Господин де Кюсси Тарен тотчас подмигнул ему и приложил палец к губам. Он не назвал себя вахтенному. Тома без труда почуял здесь какую-то тайну, и, не говоря ни слова, провел губернатора в кают-компанию. Там оба уселись и внимательно стали друг друга разглядывать, все также молча. Пораженный Тома не верил своим глазам: сам он ни разу не являлся с визитом к господину де Кюсси! Тем более странным и необычайным казался этот поступок столь важной персоны. Однако же он вскоре получил объяснение.
Действительно, вдоволь поколебавшись, подобно человеку, не знающему, с какого конца лучше начать очень серьезную беседу, королевский губернатор внезапно решился и взял некоторым образом быка за рога: без всяких витийств он с места в карьер стал допытываться у Тома, что делал «Горностай» в открытом море и не захватил ли он, случаем, какой-нибудь добычи, вопреки формальному запрещению его величества.
Быстрые глаза губернатора внимательно изучали лицо Тома. Тот после этого вопроса густо покраснел и уже собирался вскочить с места.
— Не обижайтесь на мой вопрос! — воскликнул тогда господин де Кюсси Тарен, удерживая корсара за рукав куртки. — Не обижайтесь! И умоляю вас, капитан де л'Аньеле, посудите сами, — одно мое присутствие у вас на корабле должно вас убедить в моих добрых намерениях. По чести, сударь, я пришел к вам ради вашего же блага. И не за мной дело станет, чтобы оказать вам ныне самую верную услугу!
Удивленный Тома снова опустился на стул. Господин де Кюсси пододвинул свой стул и протянул Тома широко открытую руку.
— Давайте руку и выслушайте меня! — продолжал он не без живости. — Выслушайте меня, и вы перестанете сомневаться.
После чего он стал увещевать Тома, довольно красноречиво, отметив сначала его редкостные достоинства, ряд его изумительных подвигов и доблестных поступков, поистине невероятных, которыми он в конце концов заслужил несравненную славу по всей Америке, с одного конца до другого. Невыносимо было бы думать, что столь честный человек, как капитан де л'Аньеле, рискует заслужить плохую благодарность за свою великую отвагу. И сам он, де Кюсси Тарен, благородный дворянин и честный солдат, поклялся предотвратить это зло.
— Вот как? — молвил Тома, ничего не понимая.
— Вот так! — подтвердил господин де Кюсси. — И теперь я перехожу к делу без дальних околичностей.

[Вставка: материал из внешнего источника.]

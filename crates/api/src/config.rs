//! Application configuration loaded from environment variables.

use std::str::FromStr;
use std::time::Duration;

/// Output format of the log layer.
#[derive(Debug, Clone, Copy, PartialEq, Eq)]
pub enum LogFormat {
    Pretty,
    Json,
}

impl FromStr for LogFormat {
    type Err = String;

    fn from_str(s: &str) -> Result<Self, Self::Err> {
        match s.to_ascii_lowercase().as_str() {
            "pretty" | "text" => Ok(LogFormat::Pretty),
            "json" => Ok(LogFormat::Json),
            other => Err(format!("unknown log format: {other}")),
        }
    }
}

/// Server configuration with sensible defaults.
///
/// Reads from environment variables:
/// - `HOST`: bind address (default: `"0.0.0.0"`)
/// - `PORT`: listen port (default: `3000`)
/// - `RUST_LOG`: tracing filter directive (default: `"info"`)
/// - `LOG_FORMAT`: `pretty` or `json` (default: `pretty`)
/// - `DATABASE_URL`: Postgres URL; unset keeps every store in memory
/// - `COMMAND_TIMEOUT_MS`: reply timeout for participant commands (default: `5000`)
/// - `CHANNEL_WORKERS`: worker slots per participant queue (default: `1`)
/// - `PAYMENT_DECLINE_RATE`: simulated gateway decline probability (default: `0.05`)
/// - `PAYMENT_GATEWAY_DELAY_MS`: simulated gateway latency (default: `100`)
/// - `RECOVER_ON_STARTUP`: compensate sagas left unfinished (default: `true`)
/// - `AMQP_URL`: RabbitMQ URL, honoured only with the `amqp` feature
#[derive(Debug, Clone)]
pub struct Config {
    pub host: String,
    pub port: u16,
    pub log_level: String,
    pub log_format: LogFormat,
    pub database_url: Option<String>,
    pub command_timeout: Duration,
    pub channel_workers: usize,
    pub payment_decline_rate: f64,
    pub payment_gateway_delay: Duration,
    pub recover_on_startup: bool,
    pub amqp_url: Option<String>,
}

fn env_or<T: FromStr>(key: &str, default: T) -> T {
    std::env::var(key)
        .ok()
        .and_then(|v| v.trim().parse().ok())
        .unwrap_or(default)
}

fn env_opt(key: &str) -> Option<String> {
    std::env::var(key).ok().filter(|v| !v.trim().is_empty())
}

impl Config {
    /// Loads configuration from environment variables, falling back to defaults.
    pub fn from_env() -> Self {
        let defaults = Self::default();
        Self {
            host: std::env::var("HOST").unwrap_or(defaults.host),
            port: env_or("PORT", defaults.port),
            log_level: std::env::var("RUST_LOG").unwrap_or(defaults.log_level),
            log_format: env_or("LOG_FORMAT", defaults.log_format),
            database_url: env_opt("DATABASE_URL"),
            command_timeout: Duration::from_millis(env_or("COMMAND_TIMEOUT_MS", 5000)),
            channel_workers: env_or("CHANNEL_WORKERS", defaults.channel_workers).max(1),
            payment_decline_rate: env_or("PAYMENT_DECLINE_RATE", defaults.payment_decline_rate)
                .clamp(0.0, 1.0),
            payment_gateway_delay: Duration::from_millis(env_or("PAYMENT_GATEWAY_DELAY_MS", 100)),
            recover_on_startup: env_or("RECOVER_ON_STARTUP", defaults.recover_on_startup),
            amqp_url: env_opt("AMQP_URL"),
        }
    }

    /// Returns the `"host:port"` bind address string.
    pub fn addr(&self) -> String {
        format!("{}:{}", self.host, self.port)
    }
}

impl Default for Config {
    fn default() -> Self {
        Self {
            host: "0.0.0.0".to_string(),
            port: 3000,
            log_level: "info".to_string(),
            log_format: LogFormat::Pretty,
            database_url: None,
            command_timeout: Duration::from_secs(5),
            channel_workers: 1,
            payment_decline_rate: 0.05,
            payment_gateway_delay: Duration::from_millis(100),
            recover_on_startup: true,
            amqp_url: None,
        }
    }
}
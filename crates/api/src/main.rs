//! API server entry point.

use api::{Config, LogFormat};
use tokio::signal;
use tracing_subscriber::EnvFilter;
use tracing_subscriber::layer::SubscriberExt;
use tracing_subscriber::util::SubscriberInitExt;

/// Waits for a shutdown signal (SIGINT or SIGTERM).
async fn shutdown_signal() {
    let ctrl_c = async {
        signal::ctrl_c()
            .await
            .expect("failed to install SIGINT handler");
    };

    #[cfg(unix)]
    let terminate = async {
        signal::unix::signal(signal::unix::SignalKind::terminate())
            .expect("failed to install SIGTERM handler")
            .recv()
            .await;
    };

    #[cfg(not(unix))]
    let terminate = std::future::pending::<()>();

    tokio::select! {
        () = ctrl_c => {
            tracing::info!("received SIGINT, starting graceful shutdown");
        }
        () = terminate => {
            tracing::info!("received SIGTERM, starting graceful shutdown");
        }
    }
}

fn init_tracing(config: &Config) {
    let filter = EnvFilter::try_new(&config.log_level).unwrap_or_else(|_| EnvFilter::new("info"));
    let registry = tracing_subscriber::registry().with(filter);
    match config.log_format {
        LogFormat::Json => registry
            .with(tracing_subscriber::fmt::layer().json().with_current_span(true))
            .init(),
        LogFormat::Pretty => registry.with(tracing_subscriber::fmt::layer()).init(),
    }
}

#[tokio::main]
async fn main() {
    let config = Config::from_env();
    init_tracing(&config);

    let metrics_handle = metrics_exporter_prometheus::PrometheusBuilder::new()
        .install_recorder()
        .expect("failed to install Prometheus recorder");

    if config.amqp_url.is_some() && cfg!(not(feature = "amqp")) {
        tracing::warn!("AMQP_URL is set but the amqp feature is disabled, using the in-process channel");
    }

    let state = api::build_state(&config)
        .await
        .expect("failed to build application state");

    // Nothing else drives sagas yet, so unfinished ones can be compensated safely.
    if config.recover_on_startup {
        match state.orchestrator.recover_incomplete().await {
            Ok(summary) if !summary.failed.is_empty() => tracing::warn!(
                recovered = summary.recovered.len(),
                failed = summary.failed.len(),
                "some sagas could not be recovered"
            ),
            Ok(_) => {}
            Err(err) => tracing::error!(error = %err, "recovery sweep failed"),
        }
    }

    let app = api::create_app(state, metrics_handle);

    let addr = config.addr();
    tracing::info!(%addr, "starting API server");

    let listener = tokio::net::TcpListener::bind(&addr)
        .await
        .expect("failed to bind address");
    axum::serve(listener, app)
        .with_graceful_shutdown(shutdown_signal())
        .await
        .expect("server error");

    tracing::info!("server shut down gracefully");
}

Он отстегнул две пуговицы и стал рыться в карманах, желая, видимо, найти что-то.
— Капитан де л'Аньеле, — продолжал он между тем, — вы помните, быть может, что мы уже однажды виделись с вами на острове Вака, накануне того похода, блистательного, но и прискорбного в то же время, который вы и товарищи ваши флибустьеры предприняли в прошлом году против Веракруса… В тот раз я пришел сам на ваше совещание сообщить вам категорические распоряжения его величества короля Франции. Мне помнится, что вы, сударь… да, вы лично, ответили мне весьма обходительно, — но с недоверием. Не правда ли, я не ошибаюсь? Заклинаю вас ответить мне без страха и вполне искренне.
Слово «страх» не относилось к тем, которые Тома мог слышать без гнева.
— Ну да, черт возьми! — сказал он резко. — Ничего в мире я, сударь, не страшусь, и вы не ошиблись. Только что вы назвали меня, сударь, честным человеком. Я действительно таков. И король тоже таков, я это говорю, так как знаю сам, разрази меня Бог! Поэтому я не верю и никогда не поверю, чтобы такой честный человек, как король, захотел угрожать, да еще жестоко угрожать, как мне хотят непременно внушить, такому честному человеку, как я, за какое-то затопленное испанское барахло или несколько вздернутых голландцев. В особенности после того, как этот честный человек послужил нашему честному королю так, как я!
Он гордо выпрямился на стуле, подбоченясь сжатым кулаком.
Но господин де Кюсси покачал головой.
— Капитан де л'Аньеле, — сказал он медленно и весьма торжественно, — король, конечно, как вы говорите, честный человек и было бы смертным грехом хотя бы усомниться в этом. Тем не менее, он отдал упомянутые распоряжения, подписал приказы, которым вы не хотите поверить, и действительно грозит смертью каждому, кто пойдет ему наперекор. Всему этому есть доказательства. И я явился к вам на корабль с тем, чтобы принести вам эти доказательства, дать вам увидеть их собственными глазами и коснуться их собственными руками!
Он, вытащив наконец из камзола сложенную вчетверо бумагу, развернул ее и протянул корсару. Это было не что иное, как точная копия «Инструкции господам комиссарам его величества, на коих возложена миссия в Вест-Индии». Заинтригованный Тома начал не без труда разбирать первые слова, так как почерк был мелкий. По счастью, не успел он разобрать и полстрочки, как господин де Кюсси его перебил.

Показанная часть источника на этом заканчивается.